Par la force des choses par NortonLisa a fait un mariage de raison et a eu Céleste, un unique enfant. Un jour, lors d’un spectacle de l’école, elle croise le regard d’un homme qu’elle reconnait immédiatement. Le 12 juillet 1998 alors que la France entière fêtait la victoire de son équipe de foot, Lisa a vécu un moment inoubliable, une nuit magique, perchée sur un abribus avec un inconnu. Séparés par la foule au petit matin, ignorant tout l’un de l’autre, ils ne s’étaient jamais revus jusqu’à ce spectacle. Cette fois, le hasard pousse Lisa et Victor dans les bras l’un de l’autre et leur amour est passionnel, il va bousculer et bouleverser leur vie et celle de leurs familles. On parle d’amour qui balaye tout sur son passage, de certains choix qui se font par la force des choses, dictés par la morale, les contraintes, enfants, familles, boulots… L’amour, certains lui sacrifient tout, d’autres le sacrifient. 552 pages de passion, d’attente, d’impatience, de lutte, de choix, de sacrifices, de douleur, de déceptions… que je n’ai pas réussi à partager avec les personnages. Peut-être que cette passion ne méritait pas autant de sacrifices finalement. Ce n’est pas mon roman préféré de Claire Norton, ça avait pourtant plutôt bien commencé…

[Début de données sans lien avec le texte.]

impl Decoder<Message> for LwpCodec {
    type Error = WireError;
    type Encoded = [u8];

    fn decode(val: &Self::Encoded) -> Result<Message, Self::Error> {
        if val.len() < HEADER_LEN {
            return Err(FramingError::Truncated(val.len()).into());
        }
        let declared = usize::from(val[0]);
        if declared != val.len() {
            return Err(FramingError::LengthMismatch { declared, actual: val.len() }.into());
        }

        let type_byte = val[2];
        let message_type = MessageType::try_from(type_byte)
            .map_err(|_| DecodeError::UnknownMessageType(type_byte))?;
        let mut fields = FrameReader {
            bytes: &val[HEADER_LEN..],
            malformed: DecodeError::Malformed { message_type: type_byte, len: val.len() },
        };

        let message = match message_type {
            MessageType::HubAction => Message::HubAction(HubAction::try_from(fields.u8()?)?),
            MessageType::HubAlert => {
                let alert = AlertType::try_from(fields.u8()?)?;
                let operation = AlertOperation::try_from(fields.u8()?)?;
                let alert_active = match fields.remaining() {
                    0 => None,
                    _ => Some(match fields.u8()? {
                        ALERT_OK => false,
                        ALERT_RAISED => true,
                        value => return Err(DecodeError::UnknownValue { field: "alert_status", value }.into()),
                    }),
                };
                Message::HubAlert(HubAlert { alert, operation, alert_active })
            }
            MessageType::AttachedIo => {
                let port = fields.port()?;
                let event = match fields.u8()? {
                    0x00 => IoEvent::Detached,
                    0x01 => IoEvent::Attached {
                        io_type: IoType(fields.u16()?),
                        hw_revision: fields.u32()?,
                        sw_revision: fields.u32()?,
                    },
                    0x02 => IoEvent::VirtualAttached {
                        io_type: IoType(fields.u16()?),
                        port_a: fields.port()?,
                        port_b: fields.port()?,
                    },
                    value => return Err(DecodeError::UnknownValue { field: "io_event", value }.into()),
                };
                Message::AttachedIo(AttachedIo { port, event })
            }
            MessageType::GenericError => Message::GenericError(GenericError {
                command_type: fields.u8()?,
                code: ErrorCode::try_from(fields.u8()?)?,
            }),
            MessageType::PortNotificationRequest => {
                Message::PortNotificationRequest(decode_notification(&mut fields)?)
            }
            MessageType::PortNotification => {
                Message::PortNotification(decode_notification(&mut fields)?)
            }
            MessageType::PortValue => {
                let port = fields.port()?;
                let raw = fields.rest();
                if raw.is_empty() || raw.len() > 4 {
                    return Err(fields.malformed.into());
                }
                Message::PortValue(PortValue { port, raw: raw.to_vec() })
            }
            MessageType::ExtServer => {
                let port = fields.port()?;
                let command = ServerCommand::try_from(fields.u8()?)?;
                let event = match fields.remaining() {
                    0 => None,
                    _ => Some(ServerEvent::try_from(fields.u8()?)?),
                };
                Message::ExtServer(ExtServer { port, command, event })
            }
            MessageType::VirtualPortSetup => match fields.u8()? {
                VIRTUAL_CONNECT => Message::VirtualPortSetup(VirtualPortSetup::Connect {
                    port_a: fields.port()?,
                    port_b: fields.port()?,
                }),
                VIRTUAL_DISCONNECT => {
                    Message::VirtualPortSetup(VirtualPortSetup::Disconnect { port: fields.port()? })
                }
                sub_command => {
                    return Err(DecodeError::UnknownSubCommand { message_type: type_byte, sub_command }.into());
                }
            },
            MessageType::PortOutput => Message::PortOutput(decode_output(&mut fields, type_byte)?),
            MessageType::PortFeedback => {
                let rest = fields.rest();
                if rest.is_empty() || rest.len() % 2 != 0 {
                    return Err(fields.malformed.into());
                }
                let entries = rest
                    .chunks_exact(2)
                    .map(|pair| FeedbackEntry { port: Port(pair[0]), status: FeedbackStatus(pair[1]) })
                    .collect();
                Message::PortFeedback(PortFeedback { entries })
            }
        };
        fields.finish()?;
        Ok(message)
    }
}
use std::sync::atomic::{AtomicBool, Ordering};
use std::sync::{Arc, Mutex, PoisonError};

use async_channel::{Receiver, Sender, TrySendError};
use codee::Decoder;
use futures_lite::AsyncRead;
use tracing::{debug, error, info, trace, warn};

use pupwire_common::codec::LwpCodec;
use pupwire_common::{ExtServer, MAX_FRAME_LEN, Message, ServerCommand, ServerEvent};

use crate::config::SessionSettings;
use crate::error::{NetworkError, WireError};
use crate::managers::{HubProvider, Link, read_frame};
use crate::runtime::{JoinHandle, Runtime, run_async};
use crate::{Device, Router};

/// Where the read loop delivers decoded frames.
#[derive(Clone)]
enum Target {
    Device(Arc<Device>),
    Router(Arc<Router>),
}

impl Target {
    fn deliver(&self, message: &Message) {
        match self {
            Target::Device(device) => {
                if let Err(err) = device.apply_incoming(message) {
                    warn!("{}", err);
                }
            }
            Target::Router(router) => {
                router.route(message);
            }
        }
    }

    fn devices(&self) -> Vec<Arc<Device>> {
        match self {
            Target::Device(device) => vec![device.clone()],
            Target::Router(router) => router.devices(),
        }
    }

    /// The per-device loop ends once the server dropped the registration.
    fn keep_reading(&self) -> bool {
        match self {
            Target::Device(device) => device.is_connected(),
            Target::Router(_) => true,
        }
    }
}

/// Observers of a session's decoded frames.
struct Subscribers {
    senders: Mutex<Vec<Sender<Message>>>,
    capacity: usize,
    closed: AtomicBool,
}

impl Subscribers {
    fn new(capacity: usize) -> Self {
        Self {
            senders: Mutex::new(Vec::new()),
            capacity: capacity.max(1),
            closed: AtomicBool::new(false),
        }
    }

    fn subscribe(&self) -> Receiver<Message> {
        let (sender, receiver) = async_channel::bounded(self.capacity);
        if !self.closed.load(Ordering::Acquire) {
            self.senders
                .lock()
                .unwrap_or_else(PoisonError::into_inner)
                .push(sender);
        }
        receiver
    }

    fn publish(&self, message: &Message) {
        let mut senders = self.senders.lock().unwrap_or_else(PoisonError::into_inner);
        senders.retain(|sender| match sender.try_send(message.clone()) {
            Ok(()) => true,
            Err(TrySendError::Full(_)) => {
                trace!("Subscriber lagging behind, dropped {:?}", message.message_type());
                true
            }
            Err(TrySendError::Closed(_)) => false,
        });
    }

    fn close(&self) {
        self.closed.store(true, Ordering::Release);
        self.senders
            .lock()
            .unwrap_or_else(PoisonError::into_inner)
            .clear();
    }
}

/// A live byte stream to the proxy server.
///
/// A session either belongs to a single device ([`Session::connect`]) or is
/// shared by every device of a [`Router`] ([`Session::connect_shared`]).
/// Dropping a session closes it without flushing the write half.
pub struct Session {
    peer: String,
    link: Arc<Link>,
    target: Target,
    subscribers: Arc<Subscribers>,
    read_task: Mutex<Box<dyn JoinHandle>>,
    closed: AtomicBool,
}

impl Session {
    /// Connect `device` to the server and register its port.
    ///
    /// Returns once the server confirmed the registration, or fails with
    /// [`NetworkError::HandshakeTimeout`] after
    /// [`handshake_timeout_ms`](SessionSettings::handshake_timeout_ms).
    pub async fn connect<NP, RT>(
        device: Arc<Device>,
        connect_info: NP::ConnectInfo,
        settings: &SessionSettings,
        runtime: &RT,
    ) -> Result<Session, NetworkError>
    where
        NP: HubProvider,
        RT: Runtime,
    {
        let peer = connect_info.to_string();
        info!("Connecting {} to {} over {}", device.name(), peer, NP::PROVIDER_NAME);

        let socket = NP::connect_task(connect_info, settings).await?;
        let (mut read_half, write_half) = NP::split(socket);
        let link = Arc::new(Link::new(write_half, peer.clone()));
        device.attach_link(link.clone());

        let handshake = tokio::time::timeout(
            settings.handshake_timeout(),
            handshake(&device, &mut read_half, settings.max_frame_length),
        )
        .await
        .unwrap_or_else(|_| Err(NetworkError::HandshakeTimeout(device.name().to_string())));
        if let Err(err) = handshake {
            error!("Handshake of {} with {} failed: {}", device.name(), peer, err);
            link.shutdown().await;
            device.detach_link(&link);
            return Err(err);
        }

        Ok(Self::start(peer, link, Target::Device(device), read_half, settings, runtime))
    }

    /// Connect every device registered on `router` over one stream.
    ///
    /// The read loop starts first and hands frames to the router, then each
    /// device registers its port in turn. Fails if any device is not confirmed
    /// within the handshake timeout.
    pub async fn connect_shared<NP, RT>(
        router: Arc<Router>,
        connect_info: NP::ConnectInfo,
        settings: &SessionSettings,
        runtime: &RT,
    ) -> Result<Session, NetworkError>
    where
        NP: HubProvider,
        RT: Runtime,
    {
        let peer = connect_info.to_string();
        let devices = router.devices();
        info!("Connecting {} devices to {} over {}", devices.len(), peer, NP::PROVIDER_NAME);

        let socket = NP::connect_task(connect_info, settings).await?;
        let (read_half, write_half) = NP::split(socket);
        let link = Arc::new(Link::new(write_half, peer.clone()));
        for device in &devices {
            device.attach_link(link.clone());
        }

        let session = Self::start(peer, link, Target::Router(router), read_half, settings, runtime);
        for device in &devices {
            let registered = match device.send(&register(device)).await {
                Ok(()) => device.wait_connected(settings.handshake_timeout()).await,
                Err(err) => {
                    session.close().await;
                    return Err(err);
                }
            };
            if !registered {
                session.close().await;
                return Err(NetworkError::HandshakeTimeout(device.name().to_string()));
            }
        }
        Ok(session)
    }

    fn start<R, RT>(
        peer: String,
        link: Arc<Link>,
        target: Target,
        read_half: R,
        settings: &SessionSettings,
        runtime: &RT,
    ) -> Session
    where
        R: AsyncRead + Unpin + Send + 'static,
        RT: Runtime,
    {
        let subscribers = Arc::new(Subscribers::new(settings.channel_capacity));
        let read_task: Box<dyn JoinHandle> = Box::new(run_async(
            read_loop(
                read_half,
                target.clone(),
                link.clone(),
                subscribers.clone(),
                settings.max_frame_length,
            ),
            runtime,
        ));
        debug!("Session with {} running", peer);

        Session {
            peer,
            link,
            target,
            subscribers,
            read_task: Mutex::new(read_task),
            closed: AtomicBool::new(false),
        }
    }

    /// Address of the server this session talks to.
    pub fn peer(&self) -> &str {
        &self.peer
    }

    /// The devices fed by this session.
    pub fn devices(&self) -> Vec<Arc<Device>> {
        self.target
            .devices()
            .into_iter()
            .filter(|device| device.is_linked_to(&self.link))
            .collect()
    }

    /// True while the read loop runs.
    pub fn is_running(&self) -> bool {
        !self.closed.load(Ordering::Acquire)
            && !self
                .read_task
                .lock()
                .unwrap_or_else(PoisonError::into_inner)
                .is_finished()
    }

    /// A receiver of every frame decoded from now on.
    ///
    /// The channel closes with the session. A receiver that falls more than
    /// [`channel_capacity`](SessionSettings::channel_capacity) frames behind
    /// misses frames.
    pub fn subscribe(&self) -> Receiver<Message> {
        self.subscribers.subscribe()
    }

    /// Stop reading, mark the devices disconnected and wake their gate waiters.
    pub async fn close(&self) {
        if self.closed.swap(true, Ordering::AcqRel) {
            return;
        }
        info!("Closing session with {}", self.peer);
        self.abort_read_loop();
        self.link.shutdown().await;
        teardown(&self.target, &self.link, &self.subscribers);
    }

    fn abort_read_loop(&self) {
        self.read_task
            .lock()
            .unwrap_or_else(PoisonError::into_inner)
            .abort();
    }
}

impl Drop for Session {
    fn drop(&mut self) {
        if !self.closed.swap(true, Ordering::AcqRel) {
            self.abort_read_loop();
            teardown(&self.target, &self.link, &self.subscribers);
        }
    }
}

fn register(device: &Device) -> Message {
    device.ext_server(ServerCommand::Register)
}

/// Register `device` and read frames until the server confirms it.
async fn handshake<R>(device: &Device, reader: &mut R, max_frame_length: usize) -> Result<(), NetworkError>
where
    R: AsyncRead + Unpin,
{
    device.send(&register(device)).await?;

    let mut buffer = vec![0u8; MAX_FRAME_LEN];
    loop {
        let len = read_frame(reader, &mut buffer, max_frame_length).await?;
        let message = match decode(&buffer[..len]) {
            Ok(message) => message,
            Err(err) if err.is_fatal() => return Err(err.into()),
            Err(err) => {
                warn!("Skipping frame {:02x?} during handshake: {}", &buffer[..len], err);
                continue;
            }
        };
        if let Err(err) = device.apply_incoming(&message) {
            warn!("{}", err);
        }
        if device.is_connected() {
            return Ok(());
        }
        if let Message::ExtServer(ExtServer { port, event: Some(ServerEvent::Disconnected), .. }) = message
            && port == device.port()
        {
            return Err(NetworkError::HandshakeRejected(device.name().to_string()));
        }
    }
}

fn decode(frame: &[u8]) -> Result<Message, WireError> {
    <LwpCodec as Decoder<Message>>::decode(frame)
}

async fn read_loop<R>(
    mut reader: R,
    target: Target,
    link: Arc<Link>,
    subscribers: Arc<Subscribers>,
    max_frame_length: usize,
) where
    R: AsyncRead + Unpin,
{
    trace!("Starting read loop for {}", link.peer());
    let mut buffer = vec![0u8; MAX_FRAME_LEN];
    loop {
        let len = match read_frame(&mut reader, &mut buffer, max_frame_length).await {
            Ok(len) => len,
            Err(NetworkError::Io(err)) if err.kind() == std::io::ErrorKind::UnexpectedEof => {
                info!("Server {} closed the connection", link.peer());
                break;
            }
            Err(err) => {
                error!("Reading from {} failed: {}", link.peer(), err);
                break;
            }
        };
        trace!("Received {:02x?}", &buffer[..len]);

        let message = match decode(&buffer[..len]) {
            Ok(message) => message,
            Err(err) if err.is_fatal() => {
                error!("Stream from {} out of sync: {}", link.peer(), err);
                break;
            }
            Err(err) => {
                warn!("Skipping frame {:02x?}: {}", &buffer[..len], err);
                continue;
            }
        };

        target.deliver(&message);
        subscribers.publish(&message);

        if !target.keep_reading() {
            info!("Registration with {} dropped", link.peer());
            break;
        }
    }
    teardown(&target, &link, &subscribers);
}

fn teardown(target: &Target, link: &Arc<Link>, subscribers: &Subscribers) {
    for device in target.devices() {
        device.detach_link(link);
    }
    subscribers.close();
}
wire_enum! {
    /// Things the hub is asked to do, or announces it is about to do.
    HubAction, "hub_action" {
        /// Switch the hub off
        SwitchOff = 0x01,
        /// Drop the connection
        Disconnect = 0x02,
        /// VCC port control on
        VccPortControlOn = 0x03,
        /// VCC port control off
        VccPortControlOff = 0x04,
        /// Show the busy indication
        BusyIndicationOn = 0x05,
        /// Hide the busy indication
        BusyIndicationOff = 0x06,
        /// Shut down without any cleanup
        FastShutdown = 0x2F,
        /// Upstream: the hub will switch off
        WillSwitchOff = 0x30,
        /// Upstream: the hub will disconnect
        WillDisconnect = 0x31,
        /// Upstream: the hub will enter boot mode
        WillGoIntoBootMode = 0x32,
    }
}

wire_enum! {
    /// Conditions the hub can raise alerts for.
    AlertType, "alert_type" {
        /// Battery low
        LowVoltage = 0x01,
        /// Current draw too high
        HighCurrent = 0x02,
        /// Weak radio link
        LowSignalStrength = 0x03,
        /// Over power condition
        OverPowerCondition = 0x04,
    }
}

wire_enum! {
    /// What a hub alert frame asks for or reports.
    AlertOperation, "alert_operation" {
        /// Enable updates
        EnableUpdates = 0x01,
        /// Disable updates
        DisableUpdates = 0x02,
        /// Request a single update
        RequestUpdate = 0x03,
        /// Upstream update
        Update = 0x04,
    }
}

wire_enum! {
    /// Return codes of a generic error notification.
    ErrorCode, "error_code" {
        /// Acknowledged
        Ack = 0x01,
        /// Multiple acknowledged
        Mack = 0x02,
        /// Buffer overflow
        BufferOverflow = 0x03,
        /// Timeout
        Timeout = 0x04,
        /// Command not recognized
        CommandNotRecognized = 0x05,
        /// Invalid use
        InvalidUse = 0x06,
        /// Overcurrent
        Overcurrent = 0x07,
        /// Internal error
        InternalError = 0x08,
    }
}

impl ErrorCode {
    /// True for the acknowledgement codes.
    pub fn is_ack(self) -> bool {
        matches!(self, ErrorCode::Ack | ErrorCode::Mack)
    }
}

wire_enum! {
    /// Registration commands understood by the proxy server.
    ServerCommand, "server_command" {
        /// Register a device connection for a port
        Register = 0x00,
        /// Drop the registration
        Unregister = 0xDD,
    }
}

wire_enum! {
    /// Registration result reported by the proxy server.
    ServerEvent, "server_event" {
        /// The device is no longer registered
        Disconnected = 0x00,
        /// The device is registered
        Connected = 0x01,
    }
}

wire_enum! {
    /// When the hub should start executing a port output command.
    StartupInfo, "startup_info" {
        /// Queue behind the running command
        BufferIfNecessary = 0x00,
        /// Replace the running command
        ExecuteImmediately = 0x10,
    }
}

wire_enum! {
    /// Whether the hub should report progress of a port output command.
    CompletionInfo, "completion_info" {
        /// No feedback
        NoAction = 0x00,
        /// Send port output command feedback
        CommandFeedback = 0x01,
    }
}

wire_enum! {
    /// What the motor does after a bounded motion.
    EndState, "end_state" {
        /// Coast to a stop
        Float = 0x00,
        /// Actively hold the position
        Hold = 0x7E,
        /// Brake
        Brake = 0x7F,
    }
}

Par la force des choses / Claire Norton – Editions Robert Laffont – septembre 2023 – 552p

Lola lit L’enfant dans le taxi

L’enfant dans le taxi est adolescent et il a parcouru plus de 1000 km pour aller à la rencontre de son père qu’il ne connait pas. M est un enfant illégitime, un bâtard, né des amours de Malusci le grand père du narrateur et d’une jeune allemande en 1945. Bien des années plus tard, lors de l’enterrement de son grand-père, Simon apprend l’existence de cet oncle caché et veut aller à sa rencontre malgré la promesse faite à sa grand-mère d’abandonner immédiatement ses recherches.

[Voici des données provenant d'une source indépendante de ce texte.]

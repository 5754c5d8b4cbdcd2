//! Wire-level building blocks shared by every pupwire crate.
//!
//! This crate knows how a LEGO Powered Up frame looks on the wire and nothing
//! else: no sockets, no tasks, no state. [`Message`] is the typed view of a
//! frame, [`codec::LwpCodec`] turns one into the other.

pub mod messages;
pub use messages::*;

pub mod codec;

pub mod error;

use serde::{Deserialize, Serialize};

use std::fmt::Display;

/// Size of the common header: length, hub id and message type.
pub const HEADER_LEN: usize = 3;

/// Hub id carried in every frame. Always zero in practice.
pub const HUB_ID: u8 = 0x00;

/// Largest frame the one byte length field can describe.
pub const MAX_FRAME_LEN: usize = u8::MAX as usize;

#[derive(Serialize, Deserialize, Hash, PartialEq, Eq, PartialOrd, Ord, Clone, Copy, Debug)]
/// A [`Port`] addresses one physical or virtual connector of the hub
pub struct Port(pub u8);

impl Port {
    /// Physical port A
    pub const A: Self = Port(0x00);
    /// Physical port B
    pub const B: Self = Port(0x01);
    /// Physical port C
    pub const C: Self = Port(0x02);
    /// Physical port D
    pub const D: Self = Port(0x03);

    /// The raw port byte.
    #[inline(always)]
    pub fn byte(self) -> u8 {
        self.0
    }
}

impl From<u8> for Port {
    fn from(value: u8) -> Self {
        Port(value)
    }
}

impl Display for Port {
    fn fmt(&self, f: &mut std::fmt::Formatter<'_>) -> std::fmt::Result {
        f.write_fmt(format_args!("port 0x{:02x}", self.0))
    }
}

/// Two physical ports driven together through one virtual port.
///
/// Pairs compare without regard to order: the hub reports the two ports of a
/// synchronized motor in whichever order it set them up.
#[derive(Serialize, Deserialize, Clone, Copy, Debug)]
pub struct PortPair {
    /// First physical port
    pub first: Port,
    /// Second physical port
    pub second: Port,
}

impl PortPair {
    /// Create a new pair.
    pub fn new(first: Port, second: Port) -> Self {
        Self { first, second }
    }
}

impl PartialEq for PortPair {
    fn eq(&self, other: &Self) -> bool {
        (self.first == other.first && self.second == other.second)
            || (self.first == other.second && self.second == other.first)
    }
}

impl Eq for PortPair {}

impl Display for PortPair {
    fn fmt(&self, f: &mut std::fmt::Formatter<'_>) -> std::fmt::Result {
        write!(f, "ports 0x{:02x}+0x{:02x}", self.first.0, self.second.0)
    }
}

#[cfg(test)]
mod tests {
    use super::*;

    #[test]
    fn port_pairs_ignore_order() {
        let ab = PortPair::new(Port::A, Port::B);
        assert_eq!(ab, PortPair::new(Port::B, Port::A));
        assert_ne!(ab, PortPair::new(Port::A, Port::C));
    }
}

Dans ce roman, pas de grands cris, ni de scènes, pas de reproches ni de rancœur et malgré le silence qui entoure l’existence de M. Simon se trouve des alliés qui ont connu et reconnu l’enfant, l’ont accueillis et sont restés en contact. Du lac de Constance au sud de la France en passant par l’Algérie, Simon mène l’enquête.

Un roman élégant et plein de pudeur ; Simon est parcouru d’émotions évidemment comme dans tant de secrets familiaux, surtout qu’il est tout juste séparé de son épouse qu’il continue d’aimer, mais ses émotions sont discrètes et toute en retenue comme l’écriture. Une histoire inspirée de celle de l’auteur qui explore une situation peu exposée : en Allemagne, après 45, « des centaines de milliers d’enfants nés de viols ou d’amours lors des invasions, des occupations et des captivités, sont laissés pour compte ». En France, les « enfants blonds » ou « enfants de boche », nés dans les mêmes circonstances mais de mères françaises et de soldats allemands sous l’occupation entre 40 et 44, sont estimés à plusieurs dizaines de milliers. Il existe des associations où Simon aurait pu trouver de l’aide.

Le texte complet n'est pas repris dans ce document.